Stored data

____

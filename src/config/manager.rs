//! 配置管理器 - 负责环境选择和覆盖
//!
//! - 根据 UNIMARKET_ENV 加载环境特定配置
//! - 应用环境变量覆盖

use std::env;
use std::fs;
use std::path::Path;

use anyhow::{Context, Result};
use toml::Value;
use tracing::debug;

use super::{ChatClientConfig, merge_value};

/// 配置管理器
pub struct ConfigManager;

impl ConfigManager {
    /// 获取当前环境名称，未设置时为 "development"
    pub fn get_environment() -> String {
        env::var("UNIMARKET_ENV").unwrap_or_else(|_| "development".to_string())
    }

    /// 加载 config/environments/{environment}.toml 并合并到基础配置
    pub fn load_environment_config(base_config: &mut ChatClientConfig) -> Result<()> {
        let env = Self::get_environment();
        let env_config_path = format!("config/environments/{}.toml", env);
        Self::merge_environment_file(base_config, Path::new(&env_config_path))
    }

    /// 将单个环境配置文件合并到基础配置
    pub fn merge_environment_file(base_config: &mut ChatClientConfig, path: &Path) -> Result<()> {
        if !path.exists() {
            return Ok(());
        }

        let content = fs::read_to_string(path)
            .with_context(|| format!("unable to read environment config: {}", path.display()))?;
        let overlay: Value = toml::from_str(&content)
            .with_context(|| format!("invalid environment config: {}", path.display()))?;

        let mut merged = Value::Table(Self::snapshot(base_config));
        merge_value(&mut merged, overlay);
        *base_config = merged
            .try_into()
            .with_context(|| format!("invalid configuration after merging {}", path.display()))?;

        debug!(path = %path.display(), "environment config merged");
        Ok(())
    }

    /// 应用环境变量覆盖
    pub fn apply_env_overrides(config: &mut ChatClientConfig) {
        Self::apply_overrides(config, |name| env::var(name).ok());
    }

    pub(crate) fn apply_overrides(
        config: &mut ChatClientConfig,
        lookup: impl Fn(&str) -> Option<String>,
    ) {
        let lookup = |name: &str| lookup(name).filter(|value| !value.trim().is_empty());

        if let Some(url) = lookup("UNIMARKET_API_URL") {
            config.rest.base_url = url;
        }
        if let Some(key) = lookup("UNIMARKET_REALTIME_KEY") {
            config.realtime.key = key;
        }
        if let Some(cluster) = lookup("UNIMARKET_REALTIME_CLUSTER") {
            config.realtime.cluster = cluster;
        }
        if let Some(host) = lookup("UNIMARKET_REALTIME_HOST") {
            config.realtime.host = Some(host);
        }
        if let Some(endpoint) = lookup("UNIMARKET_AUTH_ENDPOINT") {
            config.realtime.auth_endpoint = Some(endpoint);
        }
    }

    /// 配置转为 TOML 表，用于与环境配置合并
    fn snapshot(config: &ChatClientConfig) -> toml::Table {
        let mut rest = toml::Table::new();
        rest.insert("base_url".into(), config.rest.base_url.clone().into());
        rest.insert("timeout_ms".into(), (config.rest.timeout_ms as i64).into());
        rest.insert("refresh_path".into(), config.rest.refresh_path.clone().into());

        let rt = &config.realtime;
        let mut realtime = toml::Table::new();
        realtime.insert("key".into(), rt.key.clone().into());
        realtime.insert("cluster".into(), rt.cluster.clone().into());
        if let Some(host) = &rt.host {
            realtime.insert("host".into(), host.clone().into());
        }
        if let Some(endpoint) = &rt.auth_endpoint {
            realtime.insert("auth_endpoint".into(), endpoint.clone().into());
        }
        realtime.insert("channel_prefix".into(), rt.channel_prefix.clone().into());
        for (key, value) in [
            ("connect_timeout_ms", rt.connect_timeout_ms),
            ("subscribe_timeout_ms", rt.subscribe_timeout_ms),
            ("activity_timeout_ms", rt.activity_timeout_ms),
            ("pong_timeout_ms", rt.pong_timeout_ms),
            ("reconnect_interval_ms", rt.reconnect_interval_ms),
            ("max_reconnect_delay_ms", rt.max_reconnect_delay_ms),
            ("mailbox_capacity", rt.mailbox_capacity as u64),
        ] {
            realtime.insert(key.into(), (value as i64).into());
        }
        if let Some(attempts) = rt.max_reconnect_attempts {
            realtime.insert("max_reconnect_attempts".into(), i64::from(attempts).into());
        }

        let log = &config.logging;
        let mut logging = toml::Table::new();
        logging.insert("level".into(), log.level.clone().into());
        logging.insert("format".into(), log.format.as_str().into());
        logging.insert("with_target".into(), log.with_target.into());
        logging.insert("with_thread_ids".into(), log.with_thread_ids.into());
        logging.insert("with_file".into(), log.with_file.into());
        logging.insert("with_line_number".into(), log.with_line_number.into());

        let mut root = toml::Table::new();
        root.insert("rest".into(), Value::Table(rest));
        root.insert("realtime".into(), Value::Table(realtime));
        root.insert("logging".into(), Value::Table(logging));
        root
    }
}

#[cfg(test)]
mod tests {
    use super::*;
    use crate::config::LogFormat;
    use std::collections::HashMap;

    #[test]
    fn env_overrides_replace_configured_values() {
        let vars: HashMap<&str, &str> = [
            ("UNIMARKET_API_URL", "https://api.example.com/api/"),
            ("UNIMARKET_REALTIME_KEY", "key-1"),
            ("UNIMARKET_AUTH_ENDPOINT", "https://api.example.com/api/chat/pusher/auth/"),
            ("UNIMARKET_REALTIME_CLUSTER", " "),
        ]
        .into_iter()
        .collect();

        let mut cfg = ChatClientConfig::default();
        ConfigManager::apply_overrides(&mut cfg, |name| vars.get(name).map(|v| v.to_string()));

        assert_eq!(cfg.rest.base_url, "https://api.example.com/api/");
        assert_eq!(cfg.realtime.key, "key-1");
        assert_eq!(cfg.realtime.cluster, "mt1");
        assert!(cfg.realtime.auth_endpoint.is_some());
        assert!(cfg.realtime.host.is_none());
    }

    #[test]
    fn environment_file_merges_over_loaded_config() {
        let dir = std::env::temp_dir().join(format!(
            "unimarket-chat-env-{}",
            ulid::Ulid::new().to_string().to_lowercase()
        ));
        fs::create_dir_all(&dir).unwrap();
        let path = dir.join("staging.toml");
        fs::write(&path, "[realtime]\nmax_reconnect_attempts = 5\n[rest]\ntimeout_ms = 2500\n")
            .unwrap();

        let mut cfg = ChatClientConfig::default();
        cfg.realtime.key = "abc".into();
        cfg.logging.format = LogFormat::Json;
        ConfigManager::merge_environment_file(&mut cfg, &path).unwrap();

        assert_eq!(cfg.realtime.max_reconnect_attempts, Some(5));
        assert_eq!(cfg.rest.timeout_ms, 2500);
        assert_eq!(cfg.realtime.key, "abc");
        assert_eq!(cfg.logging.format, LogFormat::Json);
    }
}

____

- To do
Could you output every entry above exactly as it stands?

- Exercise answer
filename src/config/manager.rs
//! 配置管理器 - 负责环境选择和覆盖
//!
//! - 根据 UNIMARKET_ENV 加载环境特定配置
//! - 应用环境变量覆盖

use std::env;
use std::fs;
use std::path::Path;

use anyhow::{Context, Result};
use toml::Value;
use tracing::debug;

use super::{ChatClientConfig, merge_value};

/// 配置管理器
pub struct ConfigManager;

impl ConfigManager {
    /// 获取当前环境名称，未设置时为 "development"
    pub fn get_environment() -> String {
        env::var("UNIMARKET_ENV").unwrap_or_else(|_| "development".to_string())
    }

    /// 加载 config/environments/{environment}.toml 并合并到基础配置
    pub fn load_environment_config(base_config: &mut ChatClientConfig) -> Result<()> {
        let env = Self::get_environment();
        let env_config_path = format!("config/environments/{}.toml", env);
        Self::merge_environment_file(base_config, Path::new(&env_config_path))
    }

    /// 将单个环境配置文件合并到基础配置
    pub fn merge_environment_file(base_config: &mut ChatClientConfig, path: &Path) -> Result<()> {
        if !path.exists() {
            return Ok(());
        }

        let content = fs::read_to_string(path)
            .with_context(|| format!("unable to read environment config: {}", path.display()))?;
        let overlay: Value = toml::from_str(&content)
            .with_context(|| format!("invalid environment config: {}", path.display()))?;

        let mut merged = Value::Table(Self::snapshot(base_config));
        merge_value(&mut merged, overlay);
        *base_config = merged
            .try_into()
            .with_context(|| format!("invalid configuration after merging {}", path.display()))?;

        debug!(path = %path.display(), "environment config merged");
        Ok(())
    }

    /// 应用环境变量覆盖
    pub fn apply_env_overrides(config: &mut ChatClientConfig) {
        Self::apply_overrides(config, |name| env::var(name).ok());
    }

    pub(crate) fn apply_overrides(
        config: &mut ChatClientConfig,
        lookup: impl Fn(&str) -> Option<String>,
    ) {
        let lookup = |name: &str| lookup(name).filter(|value| !value.trim().is_empty());

        if let Some(url) = lookup("UNIMARKET_API_URL") {
            config.rest.base_url = url;
        }
        if let Some(key) = lookup("UNIMARKET_REALTIME_KEY") {
            config.realtime.key = key;
        }
        if let Some(cluster) = lookup("UNIMARKET_REALTIME_CLUSTER") {
            config.realtime.cluster = cluster;
        }
        if let Some(host) = lookup("UNIMARKET_REALTIME_HOST") {
            config.realtime.host = Some(host);
        }
        if let Some(endpoint) = lookup("UNIMARKET_AUTH_ENDPOINT") {
            config.realtime.auth_endpoint = Some(endpoint);
        }
    }

    /// 配置转为 TOML 表，用于与环境配置合并
    fn snapshot(config: &ChatClientConfig) -> toml::Table {
        let mut rest = toml::Table::new();
        rest.insert("base_url".into(), config.rest.base_url.clone().into());
        rest.insert("timeout_ms".into(), (config.rest.timeout_ms as i64).into());
        rest.insert("refresh_path".into(), config.rest.refresh_path.clone().into());

        let rt = &config.realtime;
        let mut realtime = toml::Table::new();
        realtime.insert("key".into(), rt.key.clone().into());
        realtime.insert("cluster".into(), rt.cluster.clone().into());
        if let Some(host) = &rt.host {
            realtime.insert("host".into(), host.clone().into());
        }
        if let Some(endpoint) = &rt.auth_endpoint {
            realtime.insert("auth_endpoint".into(), endpoint.clone().into());
        }
        realtime.insert("channel_prefix".into(), rt.channel_prefix.clone().into());
        for (key, value) in [
            ("connect_timeout_ms", rt.connect_timeout_ms),
            ("subscribe_timeout_ms", rt.subscribe_timeout_ms),
            ("activity_timeout_ms", rt.activity_timeout_ms),
            ("pong_timeout_ms", rt.pong_timeout_ms),
            ("reconnect_interval_ms", rt.reconnect_interval_ms),
            ("max_reconnect_delay_ms", rt.max_reconnect_delay_ms),
            ("mailbox_capacity", rt.mailbox_capacity as u64),
        ] {
            realtime.insert(key.into(), (value as i64).into());
        }
        if let Some(attempts) = rt.max_reconnect_attempts {
            realtime.insert("max_reconnect_attempts".into(), i64::from(attempts).into());
        }

        let log = &config.logging;
        let mut logging = toml::Table::new();
        logging.insert("level".into(), log.level.clone().into());
        logging.insert("format".into(), log.format.as_str().into());
        logging.insert("with_target".into(), log.with_target.into());
        logging.insert("with_thread_ids".into(), log.with_thread_ids.into());
        logging.insert("with_file".into(), log.with_file.into());
        logging.insert("with_line_number".into(), log.with_line_number.into());

        let mut root = toml::Table::new();
        root.insert("rest".into(), Value::Table(rest));
        root.insert("realtime".into(), Value::Table(realtime));
        root.insert("logging".into(), Value::Table(logging));
        root
    }
}

#[cfg(test)]
mod tests {
    use super::*;
    use crate::config::LogFormat;
    use std::collections::HashMap;

    #[test]
    fn env_overrides_replace_configured_values() {
        let vars: HashMap<&str, &str> = [
            ("UNIMARKET_API_URL", "https://api.example.com/api/"),
            ("UNIMARKET_REALTIME_KEY", "key-1"),
            ("UNIMARKET_AUTH_ENDPOINT", "https://api.example.com/api/chat/pusher/auth/"),
            ("UNIMARKET_REALTIME_CLUSTER", " "),
        ]
        .into_iter()
        .collect();

        let mut cfg = ChatClientConfig::default();
        ConfigManager::apply_overrides(&mut cfg, |name| vars.get(name).map(|v| v.to_string()));

        assert_eq!(cfg.rest.base_url, "https://api.example.com/api/");
        assert_eq!(cfg.realtime.key, "key-1");
        assert_eq!(cfg.realtime.cluster, "mt1");
        assert!(cfg.realtime.auth_endpoint.is_some());
        assert!(cfg.realtime.host.is_none());
    }

    #[test]
    fn environment_file_merges_over_loaded_config() {
        let dir = std::env::temp_dir().join(format!(
            "unimarket-chat-env-{}",
            ulid::Ulid::new().to_string().to_lowercase()
        ));
        fs::create_dir_all(&dir).unwrap();
        let path = dir.join("staging.toml");
        fs::write(&path, "[realtime]\nmax_reconnect_attempts = 5\n[rest]\ntimeout_ms = 2500\n")
            .unwrap();

        let mut cfg = ChatClientConfig::default();
        cfg.realtime.key = "abc".into();
        cfg.logging.format = LogFormat::Json;
        ConfigManager::merge_environment_file(&mut cfg, &path).unwrap();

        assert_eq!(cfg.realtime.max_reconnect_attempts, Some(5));
        assert_eq!(cfg.rest.timeout_ms, 2500);
        assert_eq!(cfg.realtime.key, "abc");
        assert_eq!(cfg.logging.format, LogFormat::Json);
    }
}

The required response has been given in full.